Chapter 1 of this thesis describes the investigation and optimization of the chemotherapy combination currently serving as the standard of care for CRC treatment. Chapter 2 describes the establishment and characteristics of cell cultures of various complexity replicating important features of the CRC microenvironment. Further, the effect on drug combination treatment response and drug interactions compared to traditional 2D cell cultures is addressed. Annex B presents a relevant press release featuring these result. Chapter 3 describes the identification and optimization of drug combinations for the improved treatment of CRC, with special considerations for synergy, efficacy and selectivity of the drug mixtures.

Furthermore, this chapter also includes the validation of their effect on heterotypic 3D cell cultures and patient-derived CRC metastatic cell cultures.
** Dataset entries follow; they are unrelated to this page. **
#[cfg(test)]
mod tests {
    use super::*;
    use crate::codec;
    use hickory_proto::op::{Message, MessageType, OpCode, Query, ResponseCode};
    use hickory_proto::rr::{Name, RecordType};
    use std::collections::VecDeque;

    /// Scriptable stream: queued inbound bytes, captured outbound bytes,
    /// optional per-call write cap, and injectable errors.
    struct MockStream {
        rx: VecDeque<u8>,
        tx: Vec<u8>,
        eof: bool,
        read_limit: Option<usize>,
        write_limit: Option<usize>,
        write_errors: VecDeque<io::ErrorKind>,
    }

    impl MockStream {
        fn new() -> Self {
            Self {
                rx: VecDeque::new(),
                tx: Vec::new(),
                eof: false,
                read_limit: None,
                write_limit: None,
                write_errors: VecDeque::new(),
            }
        }

        fn feed(&mut self, data: &[u8]) {
            self.rx.extend(data);
        }
    }

    impl Read for MockStream {
        fn read(&mut self, buf: &mut [u8]) -> io::Result<usize> {
            if self.rx.is_empty() {
                if self.eof {
                    return Ok(0);
                }
                return Err(io::Error::new(io::ErrorKind::WouldBlock, "no data"));
            }
            let mut limit = buf.len().min(self.rx.len());
            if let Some(cap) = self.read_limit {
                limit = limit.min(cap);
            }
            for slot in buf.iter_mut().take(limit) {
                *slot = self.rx.pop_front().expect("non-empty");
            }
            Ok(limit)
        }
    }

    impl Write for MockStream {
        fn write(&mut self, buf: &[u8]) -> io::Result<usize> {
            if let Some(kind) = self.write_errors.pop_front() {
                return Err(io::Error::new(kind, "injected write error"));
            }
            let n = match self.write_limit {
                Some(cap) => buf.len().min(cap),
                None => buf.len(),
            };
            self.tx.extend_from_slice(&buf[..n]);
            Ok(n)
        }

        fn write_vectored(&mut self, bufs: &[IoSlice<'_>]) -> io::Result<usize> {
            if let Some(kind) = self.write_errors.pop_front() {
                return Err(io::Error::new(kind, "injected write error"));
            }
            let mut remaining = self.write_limit.unwrap_or(usize::MAX);
            let mut written = 0;
            for buf in bufs {
                if remaining == 0 {
                    break;
                }
                let n = buf.len().min(remaining);
                self.tx.extend_from_slice(&buf[..n]);
                written += n;
                remaining -= n;
            }
            Ok(written)
        }

        fn flush(&mut self) -> io::Result<()> {
            Ok(())
        }
    }

    fn peer() -> SocketAddr {
        "192.0.2.5:5353".parse().expect("addr")
    }

    fn query_bytes(id: u16) -> Vec<u8> {
        let mut message = Message::new();
        message
            .set_id(id)
            .set_message_type(MessageType::Query)
            .set_op_code(OpCode::Query)
            .set_recursion_desired(true);
        message.add_query(Query::query(
            Name::from_ascii("example.com.").expect("name"),
            RecordType::A,
        ));
        codec::serialize(&message).expect("serialize")
    }

    fn framed(payload: &[u8]) -> Vec<u8> {
        let mut out = (payload.len() as u16).to_be_bytes().to_vec();
        out.extend_from_slice(payload);
        out
    }

    /// Split `tx` into framed messages, asserting consistent framing.
    fn deframe(mut tx: &[u8]) -> Vec<Vec<u8>> {
        let mut messages = Vec::new();
        while !tx.is_empty() {
            assert!(tx.len() >= 2, "truncated frame header");
            let len = u16::from_be_bytes([tx[0], tx[1]]) as usize;
            assert!(tx.len() >= 2 + len, "truncated frame body");
            messages.push(tx[2..2 + len].to_vec());
            tx = &tx[2 + len..];
        }
        messages
    }

    #[test]
    fn test_single_request_gets_framed_response() {
        let mut stream = MockStream::new();
        stream.feed(&framed(&query_bytes(0x1d1d)));

        let registry = HandlerRegistry::new();
        let mut conn = TcpConn::new(stream, peer());

        assert_eq!(conn.drive(&registry), ConnStatus::KeepReading);

        let messages = deframe(&conn.stream().tx);
        assert_eq!(messages.len(), 1);
        let response = codec::parse(&messages[0]).expect("parse response");
        assert_eq!(response.id(), 0x1d1d);
        assert_eq!(response.message_type(), MessageType::Response);
        assert_eq!(response.response_code(), ResponseCode::Refused);
    }

    #[test]
    fn test_pipelined_requests_answered_in_order() {
        let mut stream = MockStream::new();
        stream.feed(&framed(&query_bytes(1)));
        stream.feed(&framed(&query_bytes(2)));

        let registry = HandlerRegistry::new();
        let mut conn = TcpConn::new(stream, peer());

        assert_eq!(conn.drive(&registry), ConnStatus::KeepReading);

        let messages = deframe(&conn.stream().tx);
        assert_eq!(messages.len(), 2);
        assert_eq!(codec::parse(&messages[0]).expect("parse").id(), 1);
        assert_eq!(codec::parse(&messages[1]).expect("parse").id(), 2);
    }

    #[test]
    fn test_zero_length_frame_keeps_connection_open() {
        let mut stream = MockStream::new();
        stream.feed(&[0x00, 0x00]);

        let registry = HandlerRegistry::new();
        let mut conn = TcpConn::new(stream, peer());

        assert_eq!(conn.drive(&registry), ConnStatus::KeepReading);
        assert!(conn.stream().tx.is_empty());

        // A real request afterwards is still served.
        conn.stream_mut().feed(&framed(&query_bytes(3)));
        assert_eq!(conn.drive(&registry), ConnStatus::KeepReading);
        assert_eq!(deframe(&conn.stream().tx).len(), 1);
    }

    #[test]
    fn test_clean_eof_between_messages_closes() {
        let mut stream = MockStream::new();
        stream.eof = true;

        let registry = HandlerRegistry::new();
        let mut conn = TcpConn::new(stream, peer());
        assert_eq!(conn.drive(&registry), ConnStatus::Closed);
    }

    #[test]
    fn test_eof_mid_message_closes() {
        let mut stream = MockStream::new();
        let query = query_bytes(4);
        let frame = framed(&query);
        stream.feed(&frame[..frame.len() - 3]);
        stream.eof = true;

        let registry = HandlerRegistry::new();
        let mut conn = TcpConn::new(stream, peer());
        assert_eq!(conn.drive(&registry), ConnStatus::Closed);
    }

    #[test]
    fn test_split_length_prefix() {
        let frame = framed(&query_bytes(5));

        let mut stream = MockStream::new();
        stream.feed(&frame[..1]);

        let registry = HandlerRegistry::new();
        let mut conn = TcpConn::new(stream, peer());
        assert_eq!(conn.drive(&registry), ConnStatus::KeepReading);
        assert!(conn.stream().tx.is_empty());

        conn.stream_mut().feed(&frame[1..]);
        assert_eq!(conn.drive(&registry), ConnStatus::KeepReading);
        assert_eq!(deframe(&conn.stream().tx).len(), 1);
    }

    #[test]
    fn test_trickled_body_reads() {
        let mut stream = MockStream::new();
        stream.read_limit = Some(1);
        stream.feed(&framed(&query_bytes(6)));

        let registry = HandlerRegistry::new();
        let mut conn = TcpConn::new(stream, peer());
        assert_eq!(conn.drive(&registry), ConnStatus::KeepReading);
        assert_eq!(deframe(&conn.stream().tx).len(), 1);
    }

    #[test]
    fn test_unparseable_body_closes_connection() {
        let mut stream = MockStream::new();
        stream.feed(&framed(&[0xba, 0xad, 0xf0, 0x0d]));

        let registry = HandlerRegistry::new();
        let mut conn = TcpConn::new(stream, peer());
        assert_eq!(conn.drive(&registry), ConnStatus::Closed);
        assert!(conn.stream().tx.is_empty());
    }

    #[test]
    fn test_gather_write_partial_accounting() {
        // Cap every write at one byte: the prefix dribbles out over two
        // calls, then the body byte-by-byte. The result on the wire must
        // still be one header followed by the exact response bytes.
        let mut stream = MockStream::new();
        stream.write_limit = Some(1);
        stream.feed(&framed(&query_bytes(7)));

        let registry = HandlerRegistry::new();
        let mut conn = TcpConn::new(stream, peer());
        assert_eq!(conn.drive(&registry), ConnStatus::KeepReading);

        let messages = deframe(&conn.stream().tx);
        assert_eq!(messages.len(), 1);
        assert_eq!(codec::parse(&messages[0]).expect("parse").id(), 7);
    }

    #[test]
    fn test_gather_write_partial_body_credit() {
        // First gather transfers the whole prefix plus three body bytes;
        // the remainder must pick up exactly where the gather stopped.
        let mut stream = MockStream::new();
        stream.write_limit = Some(5);
        stream.feed(&framed(&query_bytes(8)));

        let registry = HandlerRegistry::new();
        let mut conn = TcpConn::new(stream, peer());
        assert_eq!(conn.drive(&registry), ConnStatus::KeepReading);

        let messages = deframe(&conn.stream().tx);
        assert_eq!(messages.len(), 1);
        let response = codec::parse(&messages[0]).expect("parse");
        assert_eq!(response.id(), 8);
        assert_eq!(response.response_code(), ResponseCode::Refused);
    }

    #[test]
    fn test_would_block_during_write_then_resume() {
        let mut stream = MockStream::new();
        stream.feed(&framed(&query_bytes(9)));
        stream.write_errors.push_back(io::ErrorKind::WouldBlock);

        let registry = HandlerRegistry::new();
        let mut conn = TcpConn::new(stream, peer());

        // Dispatch succeeds but the first write blocks.
        assert_eq!(conn.drive(&registry), ConnStatus::KeepWriting);
        assert!(conn.stream().tx.is_empty());

        // Writability returns: the response goes out and the machine goes
        // back to reading.
        assert_eq!(conn.drive(&registry), ConnStatus::KeepReading);
        let messages = deframe(&conn.stream().tx);
        assert_eq!(messages.len(), 1);
        assert_eq!(codec::parse(&messages[0]).expect("parse").id(), 9);
    }

    #[test]
    fn test_hard_write_error_closes() {
        let mut stream = MockStream::new();
        stream.feed(&framed(&query_bytes(10)));
        stream.write_errors.push_back(io::ErrorKind::BrokenPipe);

        let registry = HandlerRegistry::new();
        let mut conn = TcpConn::new(stream, peer());
        assert_eq!(conn.drive(&registry), ConnStatus::Closed);
    }
}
Finally, this chapter describes the investigation of the drug combination mechanism of action and the translation of two optimal drug combinations to murine in vivo models and their pharmacokinetics.

Drug combinations were also investigated for the treatment of renal cell carcinoma. First, Annex C contains the review publication describing promising results with epigenetic drug combinations. Next, Annex D presents the identification of a synergistic multi-drug combination composed of epigenetic drugs and TKIs, and its mechanism of action causing cell mitosis retardation and cell death in renal cell carcinoma and melanoma cells.

Scientific contributions including this work, in publications, oral presentations and poster presentations, including awarded scientific recognition, is presented in Annex A.